The first two seasons hold up very well, with less emphasis on hyperbolic action and more grounded nuance. Season five also holds up very well. Despite the high body count of main characters, the performance of Kiefer Sutherland is bolstered by those of Gregory Itzin as President Charles Logan, with Jean Smart as his emotionally troubled wife, Martha. The villains of the day also include RoboCop and Dr. Romano from E.R.

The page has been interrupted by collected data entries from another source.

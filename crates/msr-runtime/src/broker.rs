//! Live broker interface consumed by the reconciler, plus an in-memory broker
//! used by the developer CLI and tests.
//!
//! The reconciler never implements messaging itself; it only issues the
//! imperative calls below when no managed service covers the action.

use std::collections::BTreeMap;
use std::fmt;
use std::sync::atomic::{AtomicBool, Ordering};
use std::sync::{Arc, Mutex, MutexGuard};

use msr_model::{BridgeDefinition, QueueDefinition, SecurityMatch, ServerDefinition};
use serde_json::{json, Value};
use tracing::debug;

use crate::error::RuntimeActionError;

/// Management interface of one live broker sub-resource.
pub trait ComponentControl: Send + Sync + fmt::Debug {
    fn name(&self) -> &str;
    fn is_started(&self) -> bool;
    fn start(&self) -> Result<(), RuntimeActionError>;
    fn stop(&self) -> Result<(), RuntimeActionError>;
    /// Runtime-only view of the component (never persisted).
    fn runtime_attributes(&self) -> Value;
}

/// Handle on one running broker.
pub trait BrokerRuntime: Send + Sync + fmt::Debug {
    fn server_name(&self) -> &str;
    fn is_started(&self) -> bool;

    fn deploy_queue(&self, queue: &QueueDefinition) -> Result<(), RuntimeActionError>;
    /// Native destroy, used when no managed queue service exists.
    fn destroy_queue(&self, name: &str) -> Result<(), RuntimeActionError>;

    fn deploy_bridge(&self, bridge: &BridgeDefinition) -> Result<(), RuntimeActionError>;
    fn destroy_bridge(&self, name: &str) -> Result<(), RuntimeActionError>;

    /// Adds or replaces the roles of an address match in the security repository.
    fn add_security_match(&self, security: &SecurityMatch) -> Result<(), RuntimeActionError>;
    fn remove_security_match(&self, pattern: &str) -> Result<(), RuntimeActionError>;

    /// Looks up a live resource by its broker resource name (`acceptor.netty`).
    fn lookup_resource(&self, resource_name: &str) -> Option<Arc<dyn ComponentControl>>;

    fn stop(&self);
}

/// Platform capability that starts brokers.
pub trait BrokerFactory: Send + Sync {
    fn start(&self, server: &ServerDefinition) -> Result<Arc<dyn BrokerRuntime>, RuntimeActionError>;
}

// ---------------------------------------------------------------------------
// In-memory implementation
// ---------------------------------------------------------------------------

#[derive(Debug)]
pub struct InMemoryComponent {
    name: String,
    started: AtomicBool,
}

impl InMemoryComponent {
    pub fn new(name: impl Into<String>) -> Self {
        Self {
            name: name.into(),
            started: AtomicBool::new(true),
        }
    }
}

impl ComponentControl for InMemoryComponent {
    fn name(&self) -> &str {
        &self.name
    }

    fn is_started(&self) -> bool {
        self.started.load(Ordering::SeqCst)
    }

    fn start(&self) -> Result<(), RuntimeActionError> {
        self.started.store(true, Ordering::SeqCst);
        Ok(())
    }

    fn stop(&self) -> Result<(), RuntimeActionError> {
        self.started.store(false, Ordering::SeqCst);
        Ok(())
    }

    fn runtime_attributes(&self) -> Value {
        json!({ "name": self.name, "started": self.is_started() })
    }
}

#[derive(Debug, Default)]
struct BrokerState {
    started: bool,
    queues: BTreeMap<String, QueueDefinition>,
    bridges: BTreeMap<String, BridgeDefinition>,
    security: BTreeMap<String, SecurityMatch>,
    components: BTreeMap<String, Arc<InMemoryComponent>>,
}

/// Broker that keeps its state in memory.
#[derive(Debug)]
pub struct InMemoryBroker {
    server: String,
    state: Mutex<BrokerState>,
}

impl InMemoryBroker {
    /// Starts a broker with the resources of `server` already materialised.
    pub fn start(server: &ServerDefinition) -> Self {
        let broker = Self {
            server: server.name.clone(),
            state: Mutex::new(BrokerState {
                started: true,
                ..BrokerState::default()
            }),
        };
        {
            let mut st = broker.lock();
            for a in &server.acceptors {
                register(&mut st, format!("acceptor.{}", a.name));
            }
            for g in &server.broadcast_groups {
                register(&mut st, format!("broadcastgroup.{}", g.name));
            }
            for q in &server.queues {
                st.queues.insert(q.name.clone(), q.clone());
                register(&mut st, format!("queue.{}", q.name));
            }
            for b in &server.bridges {
                st.bridges.insert(b.name.clone(), b.clone());
                register(&mut st, format!("bridge.{}", b.name));
            }
            for s in &server.security {
                st.security.insert(s.pattern.clone(), s.clone());
            }
        }
        broker
    }

    fn lock(&self) -> MutexGuard<'_, BrokerState> {
        self.state.lock().unwrap_or_else(|e| e.into_inner())
    }

    pub fn queue_names(&self) -> Vec<String> {
        self.lock().queues.keys().cloned().collect()
    }

    pub fn bridge_names(&self) -> Vec<String> {
        self.lock().bridges.keys().cloned().collect()
    }

    pub fn security_match(&self, pattern: &str) -> Option<SecurityMatch> {
        self.lock().security.get(pattern).cloned()
    }

    /// Registers an extra resource (e.g. a cluster connection).
    pub fn register_component(&self, resource_name: impl Into<String>) {
        register(&mut self.lock(), resource_name.into());
    }
}

fn register(st: &mut BrokerState, resource_name: String) {
    let component = Arc::new(InMemoryComponent::new(resource_name.clone()));
    st.components.insert(resource_name, component);
}

impl BrokerRuntime for InMemoryBroker {
    fn server_name(&self) -> &str {
        &self.server
    }

    fn is_started(&self) -> bool {
        self.lock().started
    }

    fn deploy_queue(&self, queue: &QueueDefinition) -> Result<(), RuntimeActionError> {
        let mut st = self.lock();
        if st.queues.contains_key(&queue.name) {
            return Err(RuntimeActionError::failed(
                "deploy-queue",
                format!("queue '{}' already exists", queue.name),
            ));
        }
        st.queues.insert(queue.name.clone(), queue.clone());
        register(&mut st, format!("queue.{}", queue.name));
        Ok(())
    }

    fn destroy_queue(&self, name: &str) -> Result<(), RuntimeActionError> {
        let mut st = self.lock();
        if st.queues.remove(name).is_none() {
            return Err(RuntimeActionError::failed(
                "destroy-queue",
                format!("queue '{name}' does not exist"),
            ));
        }
        st.components.remove(&format!("queue.{name}"));
        Ok(())
    }

    fn deploy_bridge(&self, bridge: &BridgeDefinition) -> Result<(), RuntimeActionError> {
        let mut st = self.lock();
        st.bridges.insert(bridge.name.clone(), bridge.clone());
        register(&mut st, format!("bridge.{}", bridge.name));
        Ok(())
    }

    fn destroy_bridge(&self, name: &str) -> Result<(), RuntimeActionError> {
        let mut st = self.lock();
        if st.bridges.remove(name).is_none() {
            return Err(RuntimeActionError::failed(
                "destroy-bridge",
                format!("bridge '{name}' does not exist"),
            ));
        }
        st.components.remove(&format!("bridge.{name}"));
        Ok(())
    }

    fn add_security_match(&self, security: &SecurityMatch) -> Result<(), RuntimeActionError> {
        self.lock()
            .security
            .insert(security.pattern.clone(), security.clone());
        Ok(())
    }

    fn remove_security_match(&self, pattern: &str) -> Result<(), RuntimeActionError> {
        self.lock().security.remove(pattern);
        Ok(())
    }

    fn lookup_resource(&self, resource_name: &str) -> Option<Arc<dyn ComponentControl>> {
        self.lock()
            .components
            .get(resource_name)
            .map(|c| Arc::clone(c) as Arc<dyn ComponentControl>)
    }

    fn stop(&self) {
        debug!(server = %self.server, "in-memory broker stopped");
        self.lock().started = false;
    }
}

/// Factory producing [`InMemoryBroker`]s.
#[derive(Debug, Default)]
pub struct InMemoryBrokerFactory;

impl BrokerFactory for InMemoryBrokerFactory {
    fn start(&self, server: &ServerDefinition) -> Result<Arc<dyn BrokerRuntime>, RuntimeActionError> {
        Ok(Arc::new(InMemoryBroker::start(server)))
    }
}
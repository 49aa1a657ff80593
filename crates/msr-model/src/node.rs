use std::collections::BTreeMap;

use serde_json::{Map, Value};

use crate::address::PathElement;
use crate::kind::ResourceKind;

/// Attribute name → value.
pub type Attributes = BTreeMap<String, Value>;

/// A named resource in the configuration tree.
#[derive(Clone, Debug, PartialEq)]
pub struct ConfigNode {
    pub kind: ResourceKind,
    pub name: String,
    pub attributes: Attributes,
    children: BTreeMap<PathElement, ConfigNode>,
}

impl ConfigNode {
    pub fn new(kind: ResourceKind, name: impl Into<String>, attributes: Attributes) -> Self {
        Self {
            kind,
            name: name.into(),
            attributes,
            children: BTreeMap::new(),
        }
    }

    pub fn element(&self) -> PathElement {
        PathElement::new(self.kind, self.name.clone())
    }

    pub fn attribute(&self, name: &str) -> Option<&Value> {
        self.attributes.get(name).filter(|v| !v.is_null())
    }

    pub fn str_attribute(&self, name: &str) -> Option<&str> {
        self.attribute(name).and_then(Value::as_str)
    }

    pub fn bool_attribute(&self, name: &str) -> Option<bool> {
        self.attribute(name).and_then(Value::as_bool)
    }

    pub fn has_child(&self, element: &PathElement) -> bool {
        self.children.contains_key(element)
    }

    pub fn child(&self, element: &PathElement) -> Option<&ConfigNode> {
        self.children.get(element)
    }

    pub(crate) fn child_mut(&mut self, element: &PathElement) -> Option<&mut ConfigNode> {
        self.children.get_mut(element)
    }

    pub(crate) fn insert_child(&mut self, node: ConfigNode) {
        self.children.insert(node.element(), node);
    }

    pub(crate) fn remove_child(&mut self, element: &PathElement) -> Option<ConfigNode> {
        self.children.remove(element)
    }

    pub fn children(&self) -> impl Iterator<Item = &ConfigNode> {
        self.children.values()
    }

    /// Children of exactly this kind, in name order.
    pub fn children_of(&self, kind: ResourceKind) -> impl Iterator<Item = &ConfigNode> {
        self.children.values().filter(move |c| c.kind == kind)
    }

    pub fn children_names(&self, kind: ResourceKind) -> Vec<String> {
        self.children_of(kind).map(|c| c.name.clone()).collect()
    }

    /// JSON rendering of the node and its subtree.
    pub fn to_json(&self) -> Value {
        let mut out = Map::new();
        let attrs: Map<String, Value> = self
            .attributes
            .iter()
            .map(|(k, v)| (k.clone(), v.clone()))
            .collect();
        out.insert("attributes".to_string(), Value::Object(attrs));
        if !self.children.is_empty() {
            let children: Map<String, Value> = self
                .children
                .iter()
                .map(|(k, v)| (k.to_string(), v.to_json()))
                .collect();
            out.insert("children".to_string(), Value::Object(children));
        }
        Value::Object(out)
    }
}
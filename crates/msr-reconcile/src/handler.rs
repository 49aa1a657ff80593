//! Handler dispatch: `(kind family, schema generation, op)` → step handler.

use std::collections::BTreeMap;

use msr_model::{KindFamily, OpKind, Operation, ResourceKind, SchemaGeneration};

use crate::context::OperationContext;
use crate::error::OperationFailure;
use crate::types::NodeSnapshot;

/// Handler's own opinion on whether the step needs a runtime action. The
/// controller additionally requires a running process, a non-external target
/// and a live owning server.
pub type RuntimePolicy = fn(&OperationContext<'_>, &Operation, &NodeSnapshot) -> bool;

pub type RuntimeAction =
    fn(&mut OperationContext<'_>, &Operation, &NodeSnapshot) -> Result<(), OperationFailure>;

/// Undoes a performed runtime action. Best effort; problems are logged.
pub type Recovery = fn(&mut OperationContext<'_>, &Operation, &NodeSnapshot);

#[derive(Clone, Copy)]
pub struct StepHandler {
    pub requires_runtime: RuntimePolicy,
    pub perform_runtime: RuntimeAction,
    pub recover_on_rollback: Recovery,
}

impl std::fmt::Debug for StepHandler {
    fn fmt(&self, f: &mut std::fmt::Formatter<'_>) -> std::fmt::Result {
        f.debug_struct("StepHandler").finish_non_exhaustive()
    }
}

impl StepHandler {
    /// Tree mutation only.
    pub const MODEL_ONLY: StepHandler = StepHandler {
        requires_runtime: never,
        perform_runtime: nothing,
        recover_on_rollback: no_recovery,
    };
}

pub fn always(_: &OperationContext<'_>, _: &Operation, _: &NodeSnapshot) -> bool {
    true
}

pub fn never(_: &OperationContext<'_>, _: &Operation, _: &NodeSnapshot) -> bool {
    false
}

pub fn nothing(
    _: &mut OperationContext<'_>,
    _: &Operation,
    _: &NodeSnapshot,
) -> Result<(), OperationFailure> {
    Ok(())
}

pub fn no_recovery(_: &mut OperationContext<'_>, _: &Operation, _: &NodeSnapshot) {}

#[derive(Clone, Copy, Debug, PartialEq, Eq, PartialOrd, Ord, Hash)]
pub struct HandlerKey {
    pub family: KindFamily,
    pub generation: SchemaGeneration,
    pub op: OpKind,
}

impl HandlerKey {
    pub fn new(kind: ResourceKind, op: OpKind) -> Self {
        Self {
            family: kind.family(),
            generation: kind.generation(),
            op,
        }
    }

    pub fn current(family: KindFamily, op: OpKind) -> Self {
        Self {
            family,
            generation: SchemaGeneration::Current,
            op,
        }
    }

    pub fn legacy(family: KindFamily, op: OpKind) -> Self {
        Self {
            family,
            generation: SchemaGeneration::Legacy,
            op,
        }
    }
}

#[derive(Clone, Debug, Default)]
pub struct HandlerRegistry {
    handlers: BTreeMap<HandlerKey, StepHandler>,
}

impl HandlerRegistry {
    pub fn new() -> Self {
        Self::default()
    }

    /// Handlers for every resource kind of the subsystem.
    pub fn standard() -> Self {
        let mut reg = Self::new();
        crate::handlers::register_standard(&mut reg);
        reg
    }

    /// Registers `handler`, returning the one it replaces.
    pub fn register(&mut self, key: HandlerKey, handler: StepHandler) -> Option<StepHandler> {
        self.handlers.insert(key, handler)
    }

    /// Missing keys fall back to [`StepHandler::MODEL_ONLY`].
    pub fn resolve(&self, key: &HandlerKey) -> StepHandler {
        self.handlers
            .get(key)
            .copied()
            .unwrap_or(StepHandler::MODEL_ONLY)
    }

    pub fn contains(&self, key: &HandlerKey) -> bool {
        self.handlers.contains_key(key)
    }

    pub fn len(&self) -> usize {
        self.handlers.len()
    }

    pub fn is_empty(&self) -> bool {
        self.handlers.is_empty()
    }
}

Four years after Jack Bauer ran out of time, he was resurrected in a truncated 12-hour season called, 24: Live Another Day. Joe, Steve and I gathered in Steve’s cracker box apartment to watch the first few episodes. We did it more out of tradition than anything. The two things I remember most about that evening were that Steve stopped at Burger King and poured a jigger of whisky in his large coke, and Jack Bauer somehow wound up in London. After that, life got in the way and we never finished the season together. I can’t even remember how it ended. I think Audrey Raines died. That would total four of Jack’s love interests who got dead. Another trope.

Three years after that, 24: Legacy premiered after Super Bowl 51. Corey Hawkins replaced Kiefer Sutherland in the lead. Tony Almeda returned yet again. I didn’t even bother to watch. 24 without Jack Bauer would be like Breaking Bad without Walter White (hello, El Camino.) I think Joe watched it, but you can’t blame the guy. He was lonely in Phoenix. We all do desperate things when we’re lonely. That’s why I pay a woman once a week to come over and imitate Sarah Clarke’s voice as she gets naked. I get more turned on when she does evil Nina, rather than good Nina.

As for the merry band of 24 cronies in Lincoln… Well… All I can say is, we’re all victims of time. We might escape the cougar, but the clock always gets us in the end.